Fishing can be considered a game of cat and mouse. You feel the rush when there is that tug on your line and cannot wait to see what is on the other end.
Now, imagine that feeling if you are a marine biologist on a shark tagging trip.
“The first ones are always one of the most special ones,” said Dr. Dan Abel, a marine biologist at Coastal Carolina University. “We never know what we are going to pull up when we set a long line. Or what we will see when we are on the way to set a long line.”
Abel, who has more than 30 years of experience researching sharks, has been shark tagging in Winyah Bay for more than 15 years. He started the program to give his undergraduate and graduate students a chance to study Juvenile Sandbar sharks.
Abel says shark tagging allows researchers the chance to study the movements of these ocean predators and why they like to frequent certain waters over others. The sharks can have a tag placed near the shark’s dorsal fin, or they can have an acoustic telemeter inserted into the abdomen of the shark.
Acoustic telemeters are little pingers that ping every 60 to 90 seconds. For researchers to get information on where the shark is, it has to go by an acoustic receiver.
Abel says Winyah Bay is so diverse and offers many surprises every time they head out to fish.
“What’s always surprising to me is the diversity and abundance of sharks and the size range in such a small ecosystem,” said Abel. “Winyah Bay has a very large watershed. It drains 18-thousand square miles, but the bay itself is not that large for it to have that many sharks and rays inhabiting it.”
Think of Winyah Bay as a hunting ground, where it comes down to the survival of the fittest.
“We have learned there is a mix of sharks within the bay, and they tend to divide themselves so the small ones can find safety and the big ones can find plenty of prey and room to swim around,” said Abel.
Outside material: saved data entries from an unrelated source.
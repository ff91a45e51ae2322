//! # DELETE Operation Module
//!
//! Removes rows from the table, either those matching a WHERE clause or
//! those at explicit 1-based row numbers, and can truncate the table.
//!
//! ## Complement Rebuild
//!
//! The new table is the complement of the deleted rows, in original order:
//!
//! ```text
//!   rows:   r0  r1  r2  r3
//!   mask:   .   X   .   X        X = matched
//!   kept:   r0      r2
//! ```
//!
//! When nothing is kept, the result still carries the original columns, so
//! the file is rewritten as a header-only CSV.
//!
//! Rows deleted is `original count - kept count`.

use crate::database::dml::{Mutation, RowMatcher};
use crate::database::{Database, ExecuteResult};
use crate::error::QueryError;
use crate::types::Table;
use eyre::{bail, Result};
use hashbrown::HashSet;
use tracing::instrument;

pub fn delete_matching(table: &Table, where_clause: &str, matcher: RowMatcher) -> Result<Mutation> {
    if where_clause.trim().is_empty() {
        bail!(QueryError::MissingWhereClause { operation: "DELETE" });
    }
    let mask = matcher.mask(table, where_clause)?;
    let kept = table.retain_by_mask(&mask, false);

    Ok(Mutation {
        rows_affected: table.row_count() - kept.row_count(),
        table: kept,
    })
}

/// Deletes rows by 1-based position. Repeated positions count once.
pub fn delete_positions(table: &Table, rows: &[usize]) -> Result<Mutation> {
    if rows.is_empty() {
        bail!(QueryError::EmptyInput { operation: "DELETE" });
    }

    let row_count = table.row_count();
    let mut targets = HashSet::with_capacity(rows.len());
    for &row in rows {
        if row == 0 || row > row_count {
            bail!(QueryError::RowOutOfRange { row, row_count });
        }
        targets.insert(row - 1);
    }

    let mask: Vec<bool> = (0..row_count).map(|i| targets.contains(&i)).collect();
    let kept = table.retain_by_mask(&mask, false);

    Ok(Mutation {
        rows_affected: row_count - kept.row_count(),
        table: kept,
    })
}

impl Database {
    /// Deletes every row matching `where_clause`. Returns the number of rows
    /// removed.
    #[instrument(name = "database::delete", level = "debug", skip(self))]
    pub fn delete(&mut self, where_clause: &str) -> Result<usize> {
        let mutation = delete_matching(self.table(), where_clause, self.row_matcher())?;
        self.apply_deletion(mutation)
    }

    #[instrument(name = "database::delete_rows", level = "debug", skip(self))]
    pub fn delete_rows(&mut self, rows: &[usize]) -> Result<usize> {
        let mutation = delete_positions(self.table(), rows)?;
        self.apply_deletion(mutation)
    }

    /// Removes every row and keeps the header.
    #[instrument(name = "database::truncate", level = "debug", skip(self))]
    pub fn truncate(&mut self) -> Result<usize> {
        let rows_affected = self.table().row_count();
        let empty = self.table().empty_like();
        self.commit(empty)?;

        tracing::info!(rows = rows_affected, "table truncated");
        Ok(rows_affected)
    }

    fn apply_deletion(&mut self, mutation: Mutation) -> Result<usize> {
        if mutation.is_noop() {
            tracing::info!("no rows matched");
            return Ok(0);
        }
        let rows_affected = mutation.rows_affected;
        self.commit(mutation.table)?;
        tracing::info!(rows = rows_affected, "rows deleted");
        Ok(rows_affected)
    }

    pub(crate) fn execute_delete(&mut self, where_clause: &str) -> Result<ExecuteResult> {
        let rows_affected = self.delete(where_clause)?;
        Ok(ExecuteResult::Delete { rows_affected })
    }
}

#[cfg(test)]
mod tests {
    use super::*;
    use crate::error::query_error;
    use crate::types::Row;

    fn with_duplicates() -> Table {
        Table::from_rows(
            vec!["id".into(), "name".into(), "n".into()],
            vec![
                Row::from(vec!["9", "X", "1"]),
                Row::from(vec!["1", "A", "2"]),
                Row::from(vec!["9", "X", "1"]),
            ],
        )
        .unwrap()
    }

    #[test]
    fn deletes_every_identical_row() {
        for matcher in [RowMatcher::Position, RowMatcher::Signature] {
            let mutation = delete_matching(&with_duplicates(), "id=9", matcher).unwrap();
            assert_eq!(mutation.rows_affected, 2);
            assert_eq!(mutation.table.rows(), &[Row::from(vec!["1", "A", "2"])]);
        }
    }

    #[test]
    fn deleting_everything_keeps_columns() {
        let mutation = delete_matching(&with_duplicates(), "n >= 1", RowMatcher::Position).unwrap();
        assert_eq!(mutation.rows_affected, 3);
        assert!(mutation.table.is_empty());
        assert_eq!(mutation.table.columns(), &["id", "name", "n"]);
    }

    #[test]
    fn empty_where_is_rejected() {
        let err = delete_matching(&with_duplicates(), "", RowMatcher::Position).unwrap_err();
        assert_eq!(
            query_error(&err),
            Some(&QueryError::MissingWhereClause { operation: "DELETE" })
        );
    }

    #[test]
    fn positions_are_one_based_and_deduplicated() {
        let mutation = delete_positions(&with_duplicates(), &[3, 1, 3]).unwrap();
        assert_eq!(mutation.rows_affected, 2);
        assert_eq!(mutation.table.rows(), &[Row::from(vec!["1", "A", "2"])]);
    }

    #[test]
    fn out_of_range_position_is_rejected() {
        let err = delete_positions(&with_duplicates(), &[1, 4]).unwrap_err();
        assert_eq!(
            query_error(&err),
            Some(&QueryError::RowOutOfRange { row: 4, row_count: 3 })
        );

        let err = delete_positions(&with_duplicates(), &[0]).unwrap_err();
        assert!(matches!(
            query_error(&err),
            Some(QueryError::RowOutOfRange { row: 0, .. })
        ));
    }
}
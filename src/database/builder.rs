//! # Database Builder
//!
//! `DatabaseBuilder` configures how a table file is read and how mutations
//! locate rows, then loads the table.
//!
//! ## Configuration Options
//!
//! | Option      | Default    | Description                                 |
//! |-------------|------------|---------------------------------------------|
//! | path        | none       | CSV file to load and rewrite                |
//! | delimiter   | `,`        | Field delimiter for reading and writing     |
//! | row_matcher | `Position` | How UPDATE/DELETE map WHERE results to rows |
//! | table       | none       | In-memory table; mutations are not saved    |
//!
//! Exactly one of `path` or `table` is required.
//!
//! ## Usage Examples
//!
//! ```ignore
//! let db = Database::builder()
//!     .path("./people.csv")
//!     .delimiter(b';')
//!     .row_matcher(RowMatcher::Signature)
//!     .open()?;
//! ```

use std::path::{Path, PathBuf};

use eyre::{bail, Result};

use crate::config::DEFAULT_DELIMITER;
use crate::database::dml::RowMatcher;
use crate::database::Database;
use crate::storage;
use crate::types::Table;

pub struct DatabaseBuilder {
    path: Option<PathBuf>,
    table: Option<Table>,
    delimiter: u8,
    row_matcher: RowMatcher,
}

impl Default for DatabaseBuilder {
    fn default() -> Self {
        Self::new()
    }
}

impl DatabaseBuilder {
    pub fn new() -> Self {
        Self {
            path: None,
            table: None,
            delimiter: DEFAULT_DELIMITER,
            row_matcher: RowMatcher::default(),
        }
    }

    pub fn path<P: AsRef<Path>>(mut self, path: P) -> Self {
        self.path = Some(path.as_ref().to_path_buf());
        self
    }

    /// Uses `table` directly instead of loading a file.
    pub fn table(mut self, table: Table) -> Self {
        self.table = Some(table);
        self
    }

    pub fn delimiter(mut self, delimiter: u8) -> Self {
        self.delimiter = delimiter;
        self
    }

    pub fn row_matcher(mut self, row_matcher: RowMatcher) -> Self {
        self.row_matcher = row_matcher;
        self
    }

    pub fn open(self) -> Result<Database> {
        let table = match (&self.path, self.table) {
            (Some(_), Some(_)) => bail!("configure either a path or a table, not both"),
            (Some(path), None) => storage::load_table(path, self.delimiter)?,
            (None, Some(table)) => table,
            (None, None) => bail!("no CSV file specified"),
        };

        Ok(Database::from_parts(
            self.path,
            table,
            self.delimiter,
            self.row_matcher,
        ))
    }
}
//! # csvql - SQL-like Queries on CSV Files
//!
//! csvql loads a single CSV file as an in-memory table and runs a small
//! SQL-like language against it: filtered, sorted and limited reads,
//! aggregates, and INSERT/UPDATE/DELETE that rewrite the file.
//!
//! - **Schema-free**: every cell is text; numeric comparison is chosen on
//!   the fly when both sides parse as numbers
//! - **Whole-table rewrites**: mutations build a new table and replace the
//!   file atomically
//! - **Guarded mutations**: UPDATE and DELETE refuse to run without WHERE
//!
//! ## Quick Start
//!
//! ```ignore
//! use csvql::{Database, SelectQuery};
//!
//! let mut db = Database::builder()
//!     .path("./people.csv")
//!     .open()?;
//!
//! db.insert("id=4,name='D',age=50")?;
//! db.update("age=99", "name='B'")?;
//!
//! let result = db.select(
//!     &SelectQuery::new()
//!         .filter("age > 25")
//!         .order_by("age desc")
//!         .limit(1),
//! )?;
//! ```
//!
//! ## Architecture
//!
//! ```text
//! ┌─────────────────────────────────────┐
//! │   CLI (flags, rendering, logging)    │
//! ├─────────────────────────────────────┤
//! │       Public API (Database)          │
//! ├─────────────────────────────────────┤
//! │  SQL fragments  │  DML row matching  │
//! ├─────────────────────────────────────┤
//! │    Table model + dual comparator     │
//! ├─────────────────────────────────────┤
//! │   Storage (csv codec, atomic save)   │
//! └─────────────────────────────────────┘
//! ```
//!
//! ## Module Overview
//!
//! - [`types`]: `Table`, `Row`, numeric/text `Comparator`
//! - [`sql`]: WHERE, projection, ORDER BY, LIMIT, DISTINCT, aggregates
//! - [`database`]: `Database`, `SelectQuery`, INSERT/UPDATE/DELETE
//! - [`storage`]: CSV decode/encode and file persistence
//! - [`cli`]: flag parsing, output rendering, logging setup
//! - [`error`]: `QueryError`, the domain error kinds

pub mod cli;
pub mod config;
pub mod database;
pub mod error;
pub mod parsing;
pub mod sql;
pub mod storage;
pub mod types;

pub use database::{Database, DatabaseBuilder, ExecuteResult, RowMatcher, SelectQuery, Statement};
pub use error::QueryError;
pub use sql::{AggregateResult, AggregateValue};
pub use types::{Row, Table};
So, what is the draw for the sharks?
“We have learned that most of the sharks like high salinity waters, so it’s an estuary,” said Abel.
Salinity is the amount of dissolved salts that are present in water. It is that salinity that Abel says plays a role in why sharks visit Winyah Bay.
“The sharks will divide themselves based on salinities. Most of the big sharks, the oceanic or the near coastal sharks like high salinities,” said Abel. “Some of the smaller life stages we see will move up the river, and that will protect them from the bigger sharks.”
Salinity levels in Winyah Bay fluctuate because it has four rivers dumping into it.
“When there is a lot of rain in the water shed, the fresh water coming out can be quite significant which can lower the salinities, and not many sharks can live in low salinities,” said Abel.